Art Matters Summer 2016

What is it like to be a docent at the Princeton University Art Museum? We work in a treasure house of art and artifacts illustrating five thousand years of world history. Our job is to cherish these pieces and introduce them to our visitors—trying to explain what the art meant to the people who first saw it, and always questioning what added meaning it has for us now. If we’re successful in persuading our visitors that there are no wrong answers, that each viewer’s opinion is right for him or her, that some pieces will appeal and some will repel; if we send groups off eager to visit other museums, knowing that if they’re lonely in a strange city they can find welcome at a museum, then we’ve done our jobs.

Most of our tours are school groups. With preschool classes we show them how a painting tells a story, or we just say, “Look at that red! Can you find a different red?” With elementary school students we persuade them they are ancient Greek or Maya children and watch their faces as we explain away all their modern conveniences. “No electricity? Really?” With high school groups, the trick is to get them to talk (co-opt the ringleader). There’s a new wave in docentry: the docent is not a lecturer but a facilitator. The new watchword is: “Not the sage on the stage, but the guide by the side.” It has become a balancing act between lecturing and listening.

A more private reward is the gift of slow looking, being entitled to settle in and live with the Museum’s collections. Often a painting will step out of its place in art history and insist you pay it more attention. Listen to it. It has something to tell you. And then there are the special exhibitions: Gates of Mystery: The Art of Holy Russia; The Olmec World; Mir Iskusstva: Russia’s Age of Elegance; a Pre-Raphaelite exhibition; a Wild West one; and most recently Pastures Green and Dark Satanic Mills. It’s like entertaining foreign visitors and learning about their lives.

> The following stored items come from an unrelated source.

pub mod body;
pub mod client;
pub mod client_context;
pub mod client_map;
pub mod dispatcher;
pub mod listener;
pub mod state_machine;
pub mod status;
pub mod supervisor;

pub use body::{EventRecord, NonPlexPayload, parse_body};
pub use client::ClientId;
pub use dispatcher::{Dispatch, Dispatcher};
pub use listener::{Listener, ListenerConfig, ListenerError, Params};
pub use status::{ControllerStatus, StatusBoard};
pub use supervisor::{HealthSupervisor, Tick};

/// Environment variables read by the service binary, mapped to parameter store keys.
pub const PARAM_ENV_VARS: [(&str, &str); 5] = [
    ("PLEX_WEBHOOK_PORT", "port"),
    ("PLEX_WEBHOOK_RAPID_TRIGGER", "rapid_trigger"),
    ("PLEX_WEBHOOK_SHORT_POLL", "shortPoll"),
    ("PLEX_WEBHOOK_LONG_POLL", "longPoll"),
    ("PLEX_WEBHOOK_BIND", "bind"),
];

/// Collect parameters from the process environment.
pub fn params_from_env() -> Params {
    PARAM_ENV_VARS
        .iter()
        .filter_map(|(var, key)| {
            std::env::var(var)
                .ok()
                .map(|value| (key.to_string(), value))
        })
        .collect()
}
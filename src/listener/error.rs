use std::io;
use std::net::SocketAddr;

use thiserror::Error;

/// Errors that prevent the webhook listener from starting.
#[derive(Debug, Error)]
pub enum ListenerError {
    /// No bind address was configured and none could be discovered.
    #[error("no local address to bind to")]
    NoLocalAddress(#[source] io::Error),

    /// The socket could not be bound, typically because the port is in use.
    #[error("failed to bind {addr}")]
    Bind {
        addr: SocketAddr,
        #[source]
        source: io::Error,
    },

    /// The bound socket could not report its address.
    #[error("listener socket error")]
    Io(#[from] io::Error),
}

Docenting is not a solitary occupation. You could call us a pride, or a swarm, or a query of docents. Being a docent is a continuing education: docents-in-training spend two years being tutored by the associate director for education and a series of mentors. The entire group meets Mondays during the academic year for lectures by curators and visiting scholars, and there are study groups for special exhibitions. Most docents have a favorite gallery or subject and study to prepare reports for the group or to research for gallery talks, public tours, or a children’s Saturday program. The University libraries are open to us, and we are permitted to audit classes in the Department of Art and Archaeology. And we’re always ready for a busman’s holiday to visit another museum.

I joined the Art Museum in 1972, and one of the great rewards over the years has been the ready friendships, some of which have become deep and enduring, surviving departures and distance. And three of the founding mothers present when I joined, who left to work in their careers, kept in touch with the group and have come back to the Museum in retirement—it’s that kind of a group. We’ll hope many former members will return to help celebrate our fiftieth anniversary this coming academic year.

Just by being in the right place at a good time, I got to spend ten years as assistant to the curator of works on paper. It was my privilege to watch professionals at work and to enjoy glimpses of how the Museum operates behind the scenes. It’s magic to watch an object from a storage shelf pass through the hands of the curator, the restorer, the preparators, the lighting techs, and the label writers to become a star feature in a gallery. Best moments: Having my favorite Cézanne watercolor go on view in the Museum with the Pearlman Collection; tutoring docents-in-training and seeing the galleries afresh through their discoveries; and, when in the Museum on a weekend, feeling a small hand touch mine and hearing a voice at my elbow say, “See, Mrs. Grey, I brought my family.”